Parliament has shot down a Double Tax Agreement with the Kingdom of Morocco, when the Finance Committee presented its report to the House on Monday.
While the Chairman of the Finance Committee of the House, Dr. Mark Assibey-Yeboah, called on the House to ratify and approve the Report, the Minority asked the House to “send the agreement back to sender”.
Seconding the Motion for adoption, the Member of Parliament for Afram Plains South, Eric Osei-Owusu indicated that, the purpose of the agreement is to avoid double taxation on the same income in Ghana and in Morocco.
He said most tax regimes discourage international trade and that it is important to vary the status quo to encourage increased cooperation and trade.
The Minority, however, rejected the stance of the committee on the basis that it would not inure to the benefit of Ghana.

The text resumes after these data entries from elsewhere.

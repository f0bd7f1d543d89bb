//! End-to-end matcher/resolver tests over the in-memory backend.

use std::sync::Arc;

use crate::config::DimensionConfig;
use crate::content::{
    ContentBackend, ContentContext, ShortcutTarget, Site, SiteDirectory, SiteSource,
    memory::{MemoryBackend, NodeSpec},
};
use crate::core::CoordinateSet;
use crate::detection::{RequestInfo, SubgraphDetector};
use crate::routing::{
    FrontendRoutePart, ResolveTarget, RouteParameters, RoutePartOptions, RoutingError,
};

struct StaticSites;

impl SiteSource for StaticSites {
    fn find_by_host(&self, host: &str) -> Option<Site> {
        host.ends_with("example.com").then(|| Site::new("examplecom"))
    }

    fn default_site(&self) -> Option<Site> {
        Some(Site::new("examplecom"))
    }
}

fn backend() -> Arc<MemoryBackend> {
    let backend = MemoryBackend::new();
    backend.insert_site(
        "live",
        NodeSpec::site("examplecom")
            .with_identifier("site")
            .with_child(
                NodeSpec::document("about-us", "about-us")
                    .with_identifier("about")
                    .with_child(NodeSpec::document("team", "team").with_identifier("team")),
            )
            .with_child(NodeSpec::document("imprint", "imprint").hidden())
            .with_child(NodeSpec::shortcut(
                "partner",
                "partner",
                ShortcutTarget::Uri("https://partner.example.org/landing".to_string()),
            )),
    );
    Arc::new(backend)
}

fn route_part(backend: Arc<MemoryBackend>, config: DimensionConfig) -> FrontendRoutePart {
    FrontendRoutePart::new(backend, SiteDirectory::new(Arc::new(StaticSites)), config)
}

fn live_parameters() -> RouteParameters {
    let mut parameters = RouteParameters::new();
    parameters.set_request_uri_host("example.com");
    parameters
}

const SUBDOMAIN_CONFIG: &str = r#"
[[dimension]]
name = "language"
default_preset = "en"

[dimension.resolution]
mode = "subdomain"

[[dimension.preset]]
identifier = "en"
values = ["en"]
resolution_value = "en"

[[dimension.preset]]
identifier = "de"
values = ["de"]
resolution_value = "de"
"#;

const PATH_SEGMENT_CONFIG: &str = r#"
[[dimension]]
name = "language"
default_preset = "en"

[dimension.resolution]
mode = "uriPathSegment"

[dimension.resolution.options]
offset = 0

[[dimension.preset]]
identifier = "en"
values = ["en"]
resolution_value = "en"

[[dimension.preset]]
identifier = "de"
values = ["de"]
resolution_value = "de"
"#;

// ============================================================================
// matching
// ============================================================================

#[test]
fn test_match_nested_document() {
    let part = route_part(backend(), DimensionConfig::default());

    let result = part
        .match_value("about-us/team", &live_parameters())
        .unwrap()
        .unwrap();
    assert_eq!(result.context_path, "/sites/examplecom/about-us/team");
    assert_eq!(result.tags.as_slice(), &["live", "team", "about", "site"]);
}

#[test]
fn test_match_homepage_is_site_node() {
    let part = route_part(backend(), DimensionConfig::default());

    let result = part.match_value("", &live_parameters()).unwrap().unwrap();
    assert_eq!(result.context_path, "/sites/examplecom");
}

#[test]
fn test_unknown_path_is_no_match() {
    let part = route_part(backend(), DimensionConfig::default());

    assert!(part.match_value("no-such-page", &live_parameters()).unwrap().is_none());
    assert!(
        part.match_value("about-us/no-such-page", &live_parameters())
            .unwrap()
            .is_none()
    );
}

#[test]
fn test_hidden_node_does_not_match_in_live() {
    let part = route_part(backend(), DimensionConfig::default());

    assert!(part.match_value("imprint", &live_parameters()).unwrap().is_none());
}

#[test]
fn test_empty_path_without_site_content_is_fatal() {
    let backend = MemoryBackend::new();
    backend.insert_site("live", NodeSpec::site("othersite"));
    let part = route_part(Arc::new(backend), DimensionConfig::default());

    let err = part.match_value("", &live_parameters()).unwrap_err();
    assert!(matches!(err, RoutingError::NoHomepage(site) if site == "examplecom"));

    // a non-empty path against the same gap is an ordinary no-match
    let backend = MemoryBackend::new();
    backend.insert_site("live", NodeSpec::site("othersite"));
    let part = route_part(Arc::new(backend), DimensionConfig::default());
    assert!(part.match_value("about-us", &live_parameters()).unwrap().is_none());
}

#[test]
fn test_uri_path_suffix_is_stripped_and_required() {
    let part = route_part(backend(), DimensionConfig::default()).with_options(RoutePartOptions {
        uri_path_suffix: Some(".html".to_string()),
        ..RoutePartOptions::default()
    });

    let result = part
        .match_value("about-us.html", &live_parameters())
        .unwrap()
        .unwrap();
    assert_eq!(result.context_path, "/sites/examplecom/about-us");

    // missing suffix fails the precondition, recovered into a no-match
    assert!(part.match_value("about-us", &live_parameters()).unwrap().is_none());
    // the homepage carries no suffix
    assert!(part.match_value("", &live_parameters()).unwrap().is_some());
}

#[test]
fn test_only_match_site_nodes() {
    let part = route_part(backend(), DimensionConfig::default()).with_options(RoutePartOptions {
        only_match_site_nodes: true,
        ..RoutePartOptions::default()
    });

    assert!(part.match_value("", &live_parameters()).unwrap().is_some());
    assert!(part.match_value("about-us", &live_parameters()).unwrap().is_none());
}

#[test]
fn test_split_string_limits_the_matched_span() {
    let part = route_part(backend(), DimensionConfig::default()).with_options(RoutePartOptions {
        split_string: Some(".".to_string()),
        ..RoutePartOptions::default()
    });

    let result = part
        .match_value("about-us.remainder", &live_parameters())
        .unwrap()
        .unwrap();
    assert_eq!(result.context_path, "/sites/examplecom/about-us");
}

#[test]
fn test_match_with_detected_subdomain_dimension() {
    let config = DimensionConfig::from_toml_str(SUBDOMAIN_CONFIG).unwrap();
    let request = RequestInfo::new("de.example.com", "/about-us");
    let mut parameters = RouteParameters::new();
    SubgraphDetector::new(&config)
        .detect_into(&request, &mut parameters)
        .unwrap();

    let part = route_part(backend(), config);
    let result = part.match_value("about-us", &parameters).unwrap().unwrap();
    assert_eq!(result.context_path, "/sites/examplecom/about-us@live;language=de");
}

#[test]
fn test_match_strips_detected_path_segment() {
    let config = DimensionConfig::from_toml_str(PATH_SEGMENT_CONFIG).unwrap();
    let request = RequestInfo::new("example.com", "/de/about-us");
    let mut parameters = RouteParameters::new();
    SubgraphDetector::new(&config)
        .detect_into(&request, &mut parameters)
        .unwrap();

    let part = route_part(backend(), config);
    let result = part.match_value("de/about-us", &parameters).unwrap().unwrap();
    assert_eq!(result.context_path, "/sites/examplecom/about-us@live;language=de");
}

#[test]
fn test_match_in_user_workspace() {
    let backend = backend();
    backend.insert_site(
        "user-jdoe",
        NodeSpec::site("examplecom")
            .with_child(NodeSpec::document("draft", "draft").with_identifier("draft")),
    );
    let config = DimensionConfig::default();
    let request = RequestInfo::new("example.com", "/draft@user-jdoe");
    let mut parameters = RouteParameters::new();
    SubgraphDetector::new(&config)
        .detect_into(&request, &mut parameters)
        .unwrap();

    let part = route_part(backend, config);
    let result = part.match_value("draft@user-jdoe", &parameters).unwrap().unwrap();
    assert_eq!(result.context_path, "/sites/examplecom/draft@user-jdoe");
    assert!(result.tags.contains("user-jdoe"));
    assert!(result.tags.contains("draft"));
}

#[test]
fn test_unknown_workspace_is_no_match() {
    let config = DimensionConfig::default();
    let request = RequestInfo::new("example.com", "/about-us@user-nobody");
    let mut parameters = RouteParameters::new();
    SubgraphDetector::new(&config)
        .detect_into(&request, &mut parameters)
        .unwrap();

    let part = route_part(backend(), config);
    assert!(part.match_value("about-us@user-nobody", &parameters).unwrap().is_none());
}

// ============================================================================
// resolving
// ============================================================================

fn node_target(backend: &MemoryBackend, path: &str) -> ResolveTarget {
    let ctx = ContentContext::live();
    let node = backend
        .node_at(&ctx, &Site::new("examplecom"), path)
        .unwrap();
    ResolveTarget::Node { node, context: ctx }
}

#[test]
fn test_resolve_nested_document() {
    let backend = backend();
    let target = node_target(&backend, "about-us/team");
    let part = route_part(backend, DimensionConfig::default());

    let result = part.resolve_value(target).unwrap().unwrap();
    assert_eq!(result.uri_path.as_str(), "/about-us/team");
}

#[test]
fn test_resolve_site_node_is_empty_path() {
    let backend = backend();
    let target = node_target(&backend, "");
    let part = route_part(backend, DimensionConfig::default());

    let result = part.resolve_value(target).unwrap().unwrap();
    assert!(result.uri_path.is_empty());
}

#[test]
fn test_resolve_from_plain_context_path() {
    let part = route_part(backend(), DimensionConfig::default());

    let result = part
        .resolve_value(ResolveTarget::ContextPath(
            "/sites/examplecom/about-us".to_string(),
        ))
        .unwrap()
        .unwrap();
    assert_eq!(result.uri_path.as_str(), "/about-us");
}

#[test]
fn test_resolve_in_user_workspace_appends_context() {
    let backend = backend();
    backend.insert_site(
        "user-jdoe",
        NodeSpec::site("examplecom")
            .with_child(NodeSpec::document("draft", "draft").with_identifier("draft")),
    );
    let part = route_part(backend, DimensionConfig::default());

    let result = part
        .resolve_value(ResolveTarget::ContextPath(
            "/sites/examplecom/draft@user-jdoe".to_string(),
        ))
        .unwrap()
        .unwrap();
    assert_eq!(result.uri_path.as_str(), "/draft@user-jdoe");
}

#[test]
fn test_resolve_hidden_node_still_produces_a_path() {
    let backend = backend();
    let ctx = ContentContext::live().allowing_hidden();
    let node = backend
        .node_at(&ctx, &Site::new("examplecom"), "imprint")
        .unwrap();
    let part = route_part(backend, DimensionConfig::default());

    let result = part
        .resolve_value(ResolveTarget::Node { node, context: ContentContext::live() })
        .unwrap()
        .unwrap();
    assert_eq!(result.uri_path.as_str(), "/imprint");
}

#[test]
fn test_resolve_external_shortcut_bypasses_path_construction() {
    let backend = backend();
    let ctx = ContentContext::live();
    let node = backend
        .node_at(&ctx, &Site::new("examplecom"), "partner")
        .unwrap();
    let part = route_part(backend, DimensionConfig::default());

    let result = part
        .resolve_value(ResolveTarget::Node { node, context: ctx })
        .unwrap()
        .unwrap();
    assert!(result.uri_path.is_empty());
    assert_eq!(result.constraints.scheme(), Some("https"));
    assert_eq!(result.constraints.host(), Some("partner.example.org"));
    assert_eq!(result.constraints.path_prefix(), Some("landing"));
}

#[test]
fn test_resolve_with_dimensions_adds_constraints() {
    let backend = backend();
    let mut dimensions = CoordinateSet::new();
    dimensions.insert("language", vec!["de".to_string()]);
    let ctx = ContentContext::for_workspace("live", dimensions);
    let node = backend
        .node_at(&ctx, &Site::new("examplecom"), "about-us")
        .unwrap();
    let config = DimensionConfig::from_toml_str(SUBDOMAIN_CONFIG).unwrap();
    let part = route_part(backend, config);

    let result = part
        .resolve_value(ResolveTarget::Node { node, context: ctx })
        .unwrap()
        .unwrap();
    assert_eq!(result.uri_path.as_str(), "/about-us");

    let base = url::Url::parse("http://en.example.com/").unwrap();
    let uri = result.constraints.apply_to(&base, result.uri_path.relative());
    assert_eq!(uri.as_str(), "http://de.example.com/about-us");
}

#[test]
fn test_resolve_suffix_skips_site_node() {
    let backend = backend();
    let options = RoutePartOptions {
        uri_path_suffix: Some(".html".to_string()),
        ..RoutePartOptions::default()
    };

    let target = node_target(&backend, "about-us");
    let part = route_part(backend.clone(), DimensionConfig::default())
        .with_options(options.clone());
    let result = part.resolve_value(target).unwrap().unwrap();
    assert_eq!(result.constraints.path_suffix(), Some(".html"));

    let target = node_target(&backend, "");
    let part = route_part(backend, DimensionConfig::default()).with_options(options);
    let result = part.resolve_value(target).unwrap().unwrap();
    assert_eq!(result.constraints.path_suffix(), None);
}

#[test]
fn test_resolve_missing_path_segment_property_is_fatal() {
    let backend = MemoryBackend::new();
    backend.insert_site(
        "live",
        NodeSpec::site("examplecom").with_child(
            NodeSpec::document("broken", "broken").without_property("uriPathSegment"),
        ),
    );
    let backend = Arc::new(backend);
    let target = node_target(&backend, "broken");
    let part = route_part(backend, DimensionConfig::default());

    let err = part.resolve_value(target).unwrap_err();
    assert!(matches!(err, RoutingError::MissingNodeProperty { property, .. }
        if property == "uriPathSegment"));
}

#[test]
fn test_resolve_unknown_context_path_is_no_result() {
    let part = route_part(backend(), DimensionConfig::default());

    assert!(
        part.resolve_value(ResolveTarget::ContextPath(
            "/sites/examplecom/no-such-page".to_string(),
        ))
        .unwrap()
        .is_none()
    );
    assert!(
        part.resolve_value(ResolveTarget::ContextPath("not-a-site-path".to_string()))
            .unwrap()
            .is_none()
    );
}

// ============================================================================
// round trips
// ============================================================================

#[test]
fn test_resolved_path_matches_back_to_the_same_node() {
    let backend = backend();
    let target = node_target(&backend, "about-us/team");
    let part = route_part(backend, DimensionConfig::default());

    let resolved = part.resolve_value(target).unwrap().unwrap();
    let matched = part
        .match_value(resolved.uri_path.relative(), &live_parameters())
        .unwrap()
        .unwrap();
    assert_eq!(matched.context_path, "/sites/examplecom/about-us/team");
}

#[test]
fn test_matched_context_path_resolves_to_the_same_path() {
    let part = route_part(backend(), DimensionConfig::default());

    let matched = part
        .match_value("about-us/team", &live_parameters())
        .unwrap()
        .unwrap();
    let resolved = part
        .resolve_value(ResolveTarget::ContextPath(matched.context_path))
        .unwrap()
        .unwrap();
    assert_eq!(resolved.uri_path.as_str(), "/about-us/team");
}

Samuel George, Member for Ningo Pampram, asked the committee to produce just one Ghanaian company in Morocco that is likely to benefit from the agreement.
The Member for Old Tafo and the Minister for Monitoring and Evaluation, Anthony Akoto Osei, interjected on a point of order and brought the House’s attention to the fact that the agreement was merely on double tax avoidance which was mutually beneficial.
Richard Acheampong, Member of Parliament for Bia East, asserted that the House should rather consider what Ghana is likely to benefit from the agreement, instead of always considering that of other countries.
He added that as it stands, countries would take undue advantage over Ghana, and wondered why Ghana was sacrificing so much for Morocco when she did not stand to gain anything.
Inusah Fuseini, Member for Tamale Central and ranking Member for Constitutional, Legal and Constitutional Affairs, on his part, agreed with the school of thought that Parliament should shoot down the agreement. He said several such agreements had been reached with Ghana not benefiting.
Muntaka Mohammed Mubarak, Minority Chief Whip, used the principle of boxing to ask the House to reject the agreement. He said countries that enter such agreements should be on the same scale to mutually benefit.
The Majority leader indicated that even though the concerns of the Minority may be worth considering, it should allow the agreement to go through, so that the House would be guided later.
But the Minority Chief Whip raised the issue of quorum to demand that the agreement be rejected.
The agreement was subsequently rejected.
Double taxation is a taxation principle referring to income taxes paid twice on the same source of earned income. It can occur when income is taxed at both the corporate level and personal level. It also occurs in international trade when the same income is taxed in two different countries.